Q54 Dr Taylor: Can you give us any idea
of the quality issues that you can measure?
Mr Bacon: I think I have just
given you an example but, of course, these are much more difficult
to measure, particularly in the short-term, than something as
simple as the amount of pound notes that go in and the amount
of FCEs we produce for them.
Q55 Dr Taylor: Are you coming anyway
towards being able to measure health outcomes?
Mr Bacon: Perhaps I can ask my
colleague, Mr Campbell, to describe the work that we are doing
currently.
Mr Campbell: We can measure health
outcomes on a fairly consistent basis.
Q56 Dr Taylor: Like survival?
Mr Campbell: Survival rates, for
example. The difficulty is putting a cash value to those things.
We have commissioned some work from the University of York to
look at this. That is feeding into the Atkinson review which will
be reporting in January which we hope will point in a direction
for us to be able to measure this.
Q57 Dr Taylor: If we are all here next
year will we be able to ask you something about how you measure
health outcomes?
Mr Campbell: That is right, you
will be.
Q58 Chairman: It has always struck me
as being unfortunate that we have this naïïve debate
about the amount of money the Government has put in and the output
not reflected in the proportions. How would you measure in quality
terms the impact of an organisation like the NHS Commission, the
quality work that is done by an organisation like that, the impact
of revalidation of doctors, the impact of clinical governance?
Is there a way of measuring it? Looking at it as a lay person
from the outside I see some significant improvements arising from
that but how can you quantify them in the terms that we are talking
about here?
Mr Campbell: I think, again, we
have to measure the downstream impact of that by looking at the
improvements in death rates and improvements, for example, in
readmission to hospital, hospital rates and things like that.
I think that is the only way we can measure the impact of these.
Mr Bacon: As my colleague said,
the conversion of that into a pound note equivalent or a measure
equivalent is really very difficult, which is why we have struggled
with this for quite a considerable period of time.
Q59 Dr Naysmith: I would like to turn
to the European Working Time Directive, switching to something
which has been discussed a lot over the last 12 months. The BMA
says that the European Working Time Directive effectively reduces
the number of junior doctors by a figure of 3,700 at the moment.

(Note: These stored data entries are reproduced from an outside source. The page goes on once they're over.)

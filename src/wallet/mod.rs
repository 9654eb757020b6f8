//! Wallet session management
//!
//! The wallet is an injected capability that holds key material and signs
//! transactions on request; this crate only asks it for accounts and for the
//! network identity it is connected to. Wallet state is read at the moment
//! of explicit user actions and not observed afterwards.

use crate::chain;
use crate::error::RegistryError;
use crate::workflow::StatusReporter;
use alloy_signer_local::PrivateKeySigner;
use async_trait::async_trait;

/// Injected wallet capability
///
/// Absence of the capability is fatal to all write functionality; see
/// [`connect`].
#[async_trait]
pub trait WalletProvider: Send + Sync {
    /// Ask the wallet for its accounts, prompting the user if needed
    async fn request_accounts(&self) -> Result<Vec<String>, RegistryError>;

    /// Network identity the wallet is currently connected to
    async fn chain_id(&self) -> Result<u64, RegistryError>;
}

/// An established wallet connection
#[derive(Debug, Clone, PartialEq, Eq)]
pub struct WalletSession {
    /// Address of the connected account
    pub address: String,
    /// Network identity reported by the provider at connection time
    pub connected_chain_id: u64,
}

impl WalletSession {
    /// Abbreviated address for display, `0x1234...abcd`
    pub fn short_address(&self) -> String {
        if self.address.len() <= 10 {
            return self.address.clone();
        }
        format!(
            "{}...{}",
            &self.address[..6],
            &self.address[self.address.len() - 4..]
        )
    }
}

/// Establish a wallet session from the injected capability
///
/// Connecting succeeds even when the wallet is on the wrong network; the
/// mismatch is reported, and writes are blocked later by the network guard.
pub async fn connect(
    provider: Option<&dyn WalletProvider>,
    required_chain_id: u64,
    reporter: &dyn StatusReporter,
) -> Result<WalletSession, RegistryError> {
    let provider = provider.ok_or(RegistryError::WalletUnavailable)?;

    let accounts = provider.request_accounts().await?;
    let address = accounts
        .into_iter()
        .next()
        .ok_or_else(|| RegistryError::WalletConnection("no accounts returned".to_string()))?;
    let connected_chain_id = provider.chain_id().await?;

    if let Err(err) = chain::require_network(connected_chain_id, required_chain_id) {
        reporter.report_error(&err);
    }

    log::info!("Wallet connected: {address} (chain {connected_chain_id})");
    Ok(WalletSession {
        address,
        connected_chain_id,
    })
}

/// Wallet backed by a local signing key
///
/// Stands in for a browser wallet extension in native contexts such as
/// tests and tooling.
pub struct LocalWallet {
    signer: PrivateKeySigner,
    chain_id: u64,
}

impl LocalWallet {
    pub fn new(signer: PrivateKeySigner, chain_id: u64) -> Self {
        Self { signer, chain_id }
    }

    /// Fresh random key, connected to the given network
    pub fn random(chain_id: u64) -> Self {
        Self::new(PrivateKeySigner::random(), chain_id)
    }

    /// The underlying signer, for constructing a submitting gateway
    pub fn signer(&self) -> &PrivateKeySigner {
        &self.signer
    }
}

#[async_trait]
impl WalletProvider for LocalWallet {
    async fn request_accounts(&self) -> Result<Vec<String>, RegistryError> {
        Ok(vec![self.signer.address().to_string()])
    }

    async fn chain_id(&self) -> Result<u64, RegistryError> {
        Ok(self.chain_id)
    }
}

I know the Department was a little surprised when the Directive
came in and it was applied to doctors not actually on duty but
asleep and on call. What has the effect been on NHS trusts and
so on? What is being done to compensate for this? Are the figures
of the BMA accurate?
Mr Bacon: Perhaps I could ask
Mr Foster to answer that.
Mr Foster: The substantial change
that has affected the NHS is that the old style pattern of working
was to have a 16 hour shift worked at night or weekends by a junior
doctor, of which they were expected to work half of that on average
and be available for the other half. The effect of the particular
rulings, the SiMAP and Jaeger rulings in the European
Court, meant that time asleep or time doing nothing, playing pool
or whatever, counted as time working. So if we had continued with
the old style of having people on call for 16 hours we would have
had to have paid them for 16 hours, so the calculation that the
BMA are reporting to you is effectively saying that half of that
time is lost. What we have done to avoid that time being lost
is switched substantially to shift working, so we are moving away
from on-call working to shift working, so we get larger rotas
of doctors doing eight hours at a time or 11 hours at a time or
whatever and that is a way of avoiding a substantial loss of resource.